J’ose l’écrire, avant de me lancer dans cette partie de campagne, dans ce récit de guerre : Nicolas Sarkozy a épuisé la France et les Français. Il nous a fatigués, comme on le dit à un enfant qui a trop joué, trop crié, trop chahuté : « Tu me fatigues. » En vérité, il a épuisé tout le monde, l’opposition, sa majorité, ses amis, ses ministres, son Premier ministre. Il a lessivé les journalistes, les chefs d’État, les humoristes, les imitateurs, les écrivains, les patrons, les ouvriers, les fonctionnaires, les salariés du privé, les animateurs de télévision… En réalité, il nous a tous éreintés.

Je crois même qu’il nous fatiguait déjà avant d’être élu. Son Kärcher, son croc de boucher, sa quête éperdue du pouvoir, c’était déjà usant. Une fois entré à l’Élysée, il ne nous a pas laissés respirer une seconde. Accélération permanente. Pas le temps de reprendre son souffle. Le Fouquet’s, le Paloma, le retour de Cécilia, le départ de Cécilia, son divorce, ses week-ends à Euro Disney, ses vacances à Petra, son remariage avec Carla, la naissance de Giulia, Jacques Séguéla (et sa Rolex), la crise financière, la crise économique, la crise sociale, ses 240 déplacements en province et à l’étranger, la présidence de l’Europe, le feuilleton géorgien, les infirmières bulgares, la libération d’Ingrid Betancourt, Kadhafi sous sa tente à Paris, le tyran syrien Assad sur les Champs-Élysées, l’intervention en Libye, la Côte d’Ivoire, les élections municipales, régionales, cantonales, sénatoriales… Et puis Rama, Rachida, Fadela, son ministère de l’Identité nationale, ses tests ADN, son bouclier fiscal, Éric Besson, les blagues auvergnates d’Hortefeux, sa réforme des retraites, des millions de personnes dans les rues, ses heures sup défiscalisées, son service minimum, ses grèves (que lui seul « ne voit pas »), son Angela, son Prince Jean à l’Epad, son Grenelle de l’Environnement, ses peines planchers, son « casse-toi pauv’ con ! », sa réforme des universités, sa laïcité positive, les Bettencourt, l’affaire Karachi, Bourgi, Gaubert, Takieddine, le procureur Courroye, Éric Woerth, Copé au fond de la piscine, sa DCRI, ses « fadettes », ses fadaises sur la dette, ses discours de Dakar et de Grenoble, son CAC 40, Proglio, Parisot, Nadine Morano. J’allais oublier les vacances de Michèle Alliot-Marie en Tunisie, les saillies crypto-lepénistes de Claude Guéant, sa TVA sociale, ses référendums sur les chômeurs et les immigrés.
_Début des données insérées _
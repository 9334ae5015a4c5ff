//! Configuration validation.
//!
//! # Responsibilities
//! - Check that files the service needs at runtime exist before serving
//! - Validate value ranges that serde cannot express
//!
//! # Design Decisions
//! - Returns all validation errors, not just first
//! - Validation is a pure function of the config and the filesystem
//! - Runs before the listener is bound

use std::net::IpAddr;
use std::path::{Path, PathBuf};

use thiserror::Error;

use crate::config::schema::{ServerConfig, ServiceKind};

/// A single semantic problem with the configuration.
#[derive(Debug, Clone, PartialEq, Eq, Error)]
pub enum ValidationError {
    /// Certificate or key file is absent.
    #[error(
        "Could not find {0}. TLS material can be generated with \
         openssl req -x509 -nodes -days 365 -newkey rsa:2048 -keyout key.pem -out cert.pem"
    )]
    MissingTlsFile(PathBuf),

    /// A relay command points at a program that is not on disk.
    #[error("Could not find {0}, required by the command `{1}`")]
    MissingProgram(PathBuf, String),

    /// A relay command line is blank.
    #[error("Empty command line for {0}")]
    EmptyCommand(&'static str),

    /// Interface is not an IP address.
    #[error("Invalid interface address: {0}")]
    InvalidInterface(String),
}

/// Validate the configuration for the given service.
pub fn validate_config(config: &ServerConfig, service: ServiceKind) -> Result<(), Vec<ValidationError>> {
    let mut errors = Vec::new();

    if config.listener.interface.parse::<IpAddr>().is_err() {
        errors.push(ValidationError::InvalidInterface(config.listener.interface.clone()));
    }

    if let Some(tls) = &config.listener.tls {
        for path in [&tls.cert_path, &tls.key_path] {
            if !path.exists() {
                errors.push(ValidationError::MissingTlsFile(path.clone()));
            }
        }
    }

    if service == ServiceKind::Relay {
        let commands = [
            ("status route", &config.relay.status_command),
            ("health route", &config.relay.health_command),
        ];
        for (route, command_line) in commands {
            match program_path(command_line) {
                None => errors.push(ValidationError::EmptyCommand(route)),
                Some(program) if is_path_like(program) && !Path::new(program).exists() => {
                    errors.push(ValidationError::MissingProgram(
                        PathBuf::from(program),
                        command_line.clone(),
                    ));
                }
                Some(_) => {}
            }
        }
    }

    if errors.is_empty() {
        Ok(())
    } else {
        Err(errors)
    }
}

/// First word of a shell command line.
fn program_path(command_line: &str) -> Option<&str> {
    command_line.split_whitespace().next()
}

/// Bare names resolve through `PATH` and are left to the shell.
fn is_path_like(program: &str) -> bool {
    program.contains('/')
}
Pitié, on n’en peut plus ! Ce quinquennat nous a essorés, la France est exténuée.

Quand François Hollande a proposé aux Français d’être un candidat, puis un président « normal », on s’est d’abord moqué. N’avait-il donc rien compris à la nature profonde de la Ve République ? Les doctes commentateurs expliquaient qu’un président de la République, par définition, ne pouvait être « normal ». Qu’est-ce que ça veut dire, d’ailleurs, « normal » ? Conquérir et exercer le pouvoir suprême suppose au contraire une sacrée dose d’anormalité !

Et puis, on a commencé à le prendre au sérieux, le Corrézien. « Normal » signifiait-il « apaisé » ? Et si la France, après cinq années de sarkozysme et quatre années de crise, aspirait justement à l’apaisement, au calme, à la sérénité ? Mais non, nous répétait le cercle de la raison. Si vous n’avez pas aimé Nicolas Sarkozy, vous adorerez Dominique Strauss-Kahn. Entre ici, « DSK », candidat favori des élites financières (de gauche comme de droite) et des médias (de droite comme de gauche). Mais rien, bien sûr, ne se déroula comme prévu.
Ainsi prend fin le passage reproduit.